"Aviation" publishing shenanigans

A lot has changed in air travel since 2004, right? That's why we need an updated "Ask the Pilot" book!

Published June 4, 2010 12:01PM (EDT)

I keep being asked about the status of my book, the second edition of which I began working on over the winter. The status is that the project was canceled. There will be no second edition.

If you're the type who savors a little schadenfreude now and then, or if you have designs on writing a book of your own, I invite you to click here to read the full and gory details of my first, and presumably last experience in publishing.

The short version goes like this:

The original "Ask the Pilot: Everything You Need to Know About Air Travel" was published in 2004. In spite of horrible, sales-crushing in-store placement (I challenge you to find the "aviation" section in any Barnes & Noble franchise) and a depressing lack of presence at airports, the book was moderately successful. Reviews were unanimously positive, and Amazon gave it "Best Travel Book of 2004" honors. It remains in print.

But 2004 was a long time ago. Most of the material dates to 2002-03, when the world of air travel looked almost nothing like it does today. Thus the book is badly outdated and fails to account for the biggest scandals and stories of the past several years. Where to begin? Delays, tarmac strandings, airline mergers, the "passenger bill of rights," regional pilot training and fatigue, airline customer service issues, baggage fees, airfare pricing, Capt. Sully and "heroics," airport security ...

The airport security essay that appears in Chapter 5 was drafted before the Transportation Security Administration even existed!
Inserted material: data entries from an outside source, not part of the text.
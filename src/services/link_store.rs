//! Link store
//!
//! Single source of truth for the quick-link grid and the uploaded image map.
//! Every successful mutation is written back to the key-value store before the
//! call returns. Write failures are logged, never returned: the in-memory state
//! stays authoritative for the session.

use std::sync::Arc;

use chrono::{DateTime, SubsecRound, Utc};
use serde::de::DeserializeOwned;
use serde::{Deserialize, Serialize};
use tracing::{debug, error, info, warn};

use crate::config::LinksConfig;
use crate::errors::{QuicktabError, Result};
use crate::services::grid::{Grid, Position, relocate};
use crate::services::link_validation::{ensure_icon_resolvable, validate_link, validate_snapshot};
use crate::services::seed::default_grid;
use crate::storage::{
    IMAGES_KEY, IconKind, KvStore, LINKS_KEY, Link, RawLink, UploadedImage, UploadedImages,
};
use crate::utils::generate_image_id;
use crate::utils::image_data::{sniff_image_mime, to_data_uri};

/// Version written by [`LinkStore::export`]
pub const EXPORT_VERSION: &str = "1.1";

// ============ Request/Response DTOs ============

/// Behavior knobs for the store
#[derive(Debug, Clone)]
pub struct LinkSettings {
    /// Preferred links per row when placing a new link
    pub row_capacity: usize,
    /// Start from the built-in link set when nothing is stored yet
    pub seed_defaults: bool,
    /// Upper bound for uploaded image payloads, in bytes
    pub max_upload_bytes: usize,
}

impl Default for LinkSettings {
    fn default() -> Self {
        Self::from(&LinksConfig::default())
    }
}

impl From<&LinksConfig> for LinkSettings {
    fn from(cfg: &LinksConfig) -> Self {
        Self {
            row_capacity: cfg.row_capacity,
            seed_defaults: cfg.seed_defaults,
            max_upload_bytes: cfg.max_upload_bytes,
        }
    }
}

/// Partial update of a link; `None` keeps the current value
///
/// An empty `color` clears the color.
#[derive(Debug, Clone, Default)]
pub struct LinkPatch {
    pub name: Option<String>,
    pub url: Option<String>,
    pub kind: Option<IconKind>,
    pub icon_ref: Option<String>,
    pub color: Option<String>,
}

/// Portable snapshot of the whole configuration
#[derive(Debug, Clone, PartialEq, Serialize, Deserialize)]
#[serde(rename_all = "camelCase")]
pub struct ExportSnapshot {
    pub version: String,
    pub export_date: DateTime<Utc>,
    pub links: Grid,
    #[serde(default, skip_serializing_if = "Option::is_none")]
    pub uploaded_images: Option<UploadedImages>,
}

/// Result of an import
#[derive(Debug, Clone, PartialEq, Eq)]
pub struct ImportSummary {
    pub version: String,
    pub rows: usize,
    pub links: usize,
    /// Number of images imported, `None` when the file carried no image map
    pub images: Option<usize>,
}

// ============ LinkStore Implementation ============

pub struct LinkStore {
    kv: Arc<dyn KvStore>,
    settings: LinkSettings,
    grid: Grid,
    images: UploadedImages,
}

impl LinkStore {
    /// Load the grid and image map from storage
    ///
    /// Missing or unreadable records fall back to the default grid (the
    /// built-in set when `seed_defaults` is on) and an empty image map.
    pub async fn load(kv: Arc<dyn KvStore>, settings: LinkSettings) -> Self {
        let grid = match read_record::<Grid>(kv.as_ref(), LINKS_KEY).await {
            Some(grid) => grid,
            None => {
                if settings.seed_defaults {
                    info!("No stored links, starting from the built-in set");
                    default_grid()
                } else {
                    Grid::new()
                }
            }
        };
        let images = read_record::<UploadedImages>(kv.as_ref(), IMAGES_KEY)
            .await
            .unwrap_or_default();

        debug!(
            "LinkStore loaded from {}: {} links in {} rows, {} images",
            kv.backend_name(),
            grid.link_count(),
            grid.row_count(),
            images.len()
        );

        Self {
            kv,
            settings,
            grid,
            images,
        }
    }

    pub fn grid(&self) -> &Grid {
        &self.grid
    }

    pub fn images(&self) -> &UploadedImages {
        &self.images
    }

    pub fn settings(&self) -> &LinkSettings {
        &self.settings
    }

    pub fn backend_name(&self) -> &'static str {
        self.kv.backend_name()
    }

    pub fn get_link(&self, pos: Position) -> Option<&Link> {
        self.grid.get(pos)
    }

    // ============ Link Operations ============

    /// Validate and place a new link
    pub async fn add_link(&mut self, candidate: RawLink) -> Result<Position> {
        let link = validate_link(candidate)?;
        ensure_icon_resolvable(&link, &self.images)?;

        let name = link.name.clone();
        let pos = self.grid.place(link, self.settings.row_capacity);
        self.persist_links().await;

        info!("LinkStore: added '{}' at {}", name, pos);
        Ok(pos)
    }

    /// Merge `patch` into the link at `pos`
    pub async fn update_link(&mut self, pos: Position, patch: LinkPatch) -> Result<Link> {
        let existing = self.grid.get(pos).ok_or_else(|| not_found_at(pos))?;

        let mut raw = RawLink::from(existing.clone());
        if let Some(name) = patch.name {
            raw.name = name;
        }
        if let Some(url) = patch.url {
            raw.url = url;
        }
        if let Some(kind) = patch.kind {
            raw.kind = kind.to_string();
        }
        if let Some(icon_ref) = patch.icon_ref {
            raw.icon_ref = Some(icon_ref);
        }
        if let Some(color) = patch.color {
            raw.color = Some(color);
        }

        // 颜色只对矢量图标有意义，Automatic 不需要 icon
        if let Ok(kind) = raw.kind.parse::<IconKind>() {
            if !kind.is_vector() {
                raw.color = None;
            }
            if kind == IconKind::Automatic {
                raw.icon_ref = None;
            }
        }

        let updated = validate_link(raw)?;
        ensure_icon_resolvable(&updated, &self.images)?;

        if let Some(slot) = self.grid.get_mut(pos) {
            *slot = updated.clone();
        }
        self.persist_links().await;

        info!("LinkStore: updated '{}' at {}", updated.name, pos);
        Ok(updated)
    }

    /// Remove the link at `pos`; an emptied row disappears
    pub async fn remove_link(&mut self, pos: Position) -> Result<Link> {
        let removed = self.grid.remove(pos).ok_or_else(|| not_found_at(pos))?;
        self.persist_links().await;

        info!("LinkStore: removed '{}' from {}", removed.name, pos);
        Ok(removed)
    }

    /// Move a link next to another one, see [`relocate`]
    pub async fn move_link(&mut self, from: Position, to: Position, insert_after: bool) -> Result<()> {
        if from == to {
            return if self.grid.get(from).is_some() {
                Ok(())
            } else {
                Err(not_found_at(from))
            };
        }

        self.grid = relocate(&self.grid, from, to, insert_after)?;
        self.persist_links().await;

        info!(
            "LinkStore: moved {} -> {} ({})",
            from,
            to,
            if insert_after { "after" } else { "before" }
        );
        Ok(())
    }

    /// Remove every link
    pub async fn clear_all(&mut self) {
        self.grid = Grid::new();
        self.persist_links().await;
        info!("LinkStore: cleared all links");
    }

    // ============ Import / Export ============

    pub fn export(&self) -> ExportSnapshot {
        ExportSnapshot {
            version: EXPORT_VERSION.to_string(),
            export_date: Utc::now(),
            links: self.grid.clone(),
            uploaded_images: Some(self.images.clone()),
        }
    }

    /// Replace the grid (and the image map, when present) with `snapshot`
    ///
    /// Nothing changes unless the whole snapshot is valid.
    pub async fn import(&mut self, snapshot: &serde_json::Value) -> Result<ImportSummary> {
        let validated = validate_snapshot(snapshot)?;

        let summary = ImportSummary {
            version: validated.version,
            rows: validated.grid.row_count(),
            links: validated.grid.link_count(),
            images: validated.uploaded_images.as_ref().map(|m| m.len()),
        };

        self.grid = validated.grid;
        self.persist_links().await;

        if let Some(images) = validated.uploaded_images {
            self.images = images;
            self.persist_images().await;
        }

        info!(
            "LinkStore: imported {} links in {} rows (format {})",
            summary.links, summary.rows, summary.version
        );
        Ok(summary)
    }

    /// Parse and import an export file's contents
    pub async fn import_str(&mut self, content: &str) -> Result<ImportSummary> {
        let value: serde_json::Value = serde_json::from_str(content)
            .map_err(|e| QuicktabError::validation(format!("Import file is not valid JSON: {}", e)))?;
        self.import(&value).await
    }

    // ============ Uploaded Images ============

    /// Store an uploaded image and return its identifier
    pub async fn add_uploaded_image(&mut self, name: &str, payload: &[u8]) -> Result<String> {
        if payload.is_empty() {
            return Err(QuicktabError::validation("Image payload is empty"));
        }
        if payload.len() > self.settings.max_upload_bytes {
            return Err(QuicktabError::validation(format!(
                "Image is {} bytes, the limit is {} bytes",
                payload.len(),
                self.settings.max_upload_bytes
            )));
        }
        let mime = sniff_image_mime(payload)
            .ok_or_else(|| QuicktabError::validation("Payload is not a supported image format"))?;

        let id = generate_image_id();
        let name = match name.trim() {
            "" => id.clone(),
            trimmed => trimmed.to_string(),
        };

        self.images.insert(
            id.clone(),
            UploadedImage {
                name,
                data: to_data_uri(mime, payload),
                timestamp: Utc::now().trunc_subsecs(3),
            },
        );
        self.persist_images().await;

        info!("LinkStore: stored uploaded image {} ({})", id, mime);
        Ok(id)
    }

    /// Delete an uploaded image; links referencing it are left alone
    pub async fn remove_uploaded_image(&mut self, id: &str) -> Option<UploadedImage> {
        let removed = self.images.remove(id);
        self.persist_images().await;

        if removed.is_some() {
            let dangling = self
                .grid
                .iter()
                .filter(|(_, link)| link.icon.icon_ref() == Some(id))
                .count();
            info!(
                "LinkStore: removed uploaded image {} ({} links still reference it)",
                id, dangling
            );
        }
        removed
    }

    /// Drop every uploaded image along with its stored record
    pub async fn clear_uploaded_images(&mut self) {
        self.images.clear();
        if let Err(e) = self.kv.remove(IMAGES_KEY).await {
            error!("Failed to remove record '{}': {}", IMAGES_KEY, e);
        }
        info!("LinkStore: cleared uploaded images");
    }

    // ============ Persistence ============

    async fn persist_links(&self) {
        write_record(self.kv.as_ref(), LINKS_KEY, &self.grid).await;
    }

    async fn persist_images(&self) {
        write_record(self.kv.as_ref(), IMAGES_KEY, &self.images).await;
    }
}

fn not_found_at(pos: Position) -> QuicktabError {
    QuicktabError::not_found(format!("No link at position {}", pos))
}

async fn read_record<T: DeserializeOwned>(kv: &dyn KvStore, key: &str) -> Option<T> {
    match kv.get(key).await {
        Ok(Some(value)) => match serde_json::from_value(value) {
            Ok(record) => Some(record),
            Err(e) => {
                warn!("Stored record '{}' is malformed, using default: {}", key, e);
                None
            }
        },
        Ok(None) => None,
        Err(e) => {
            warn!("Failed to read record '{}', using default: {}", key, e);
            None
        }
    }
}

async fn write_record<T: Serialize>(kv: &dyn KvStore, key: &str, record: &T) {
    let value = match serde_json::to_value(record) {
        Ok(value) => value,
        Err(e) => {
            error!("Failed to serialize record '{}': {}", key, e);
            return;
        }
    };
    if let Err(e) = kv.set(key, value).await {
        error!("Failed to persist record '{}': {}", key, e);
    }
}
Elsewhere, in an otherwise too-brief discussion about the use of electronic gadgets in flight, I make mention of -- get ready now -- a Sony Walkman.

As time went by I would send occasional queries along to the publisher, Riverhead Books, urging them to consider a second edition. Each time I was rebuffed. Then, finally, late last year, they agreed to the idea. With a catch.

The catch was that Riverhead wanted only a minimally revised manuscript, with no more than 15-20 percent updated material.

This would be a tough restriction to work with, but it was acceptable, I thought. I began digging into the original, page by page, adding, cutting and revising.

What I realized very quickly is that the book is in far worse condition than I thought. That 15-20 percent simply wouldn't be possible. Fifty, 60 or even 70 percent was more like it. In fact, a whole new manuscript struck me as a pretty good idea.

Almost everything, one way or the other, needs to be revised. Numerous discussions need to come out, and many more (see that list above) need to go in or be expanded. Above and beyond the topics themselves, the book is full of roughly written passages that were never edited. There are typographical errors, grammar errors, syntax errors, paragraphs in the wrong place -- even entire questions in the wrong chapters. It needs quite a bit of smoothing out.

Which they would not allow. Factual errors and statistical updates they were open to dealing with, but they would not accept any substantial rewrites or expansion of existing topics.

This I couldn't accept. My name is on the thing, and as it stands I find much of it embarrassing. A half-assed revision would only make it worse. And so, in January, the second edition was dead.

Now, the main reason they won't entertain a large-scale update is because they fail to see any real potential for the book's success beyond the few copies they're currently selling each year.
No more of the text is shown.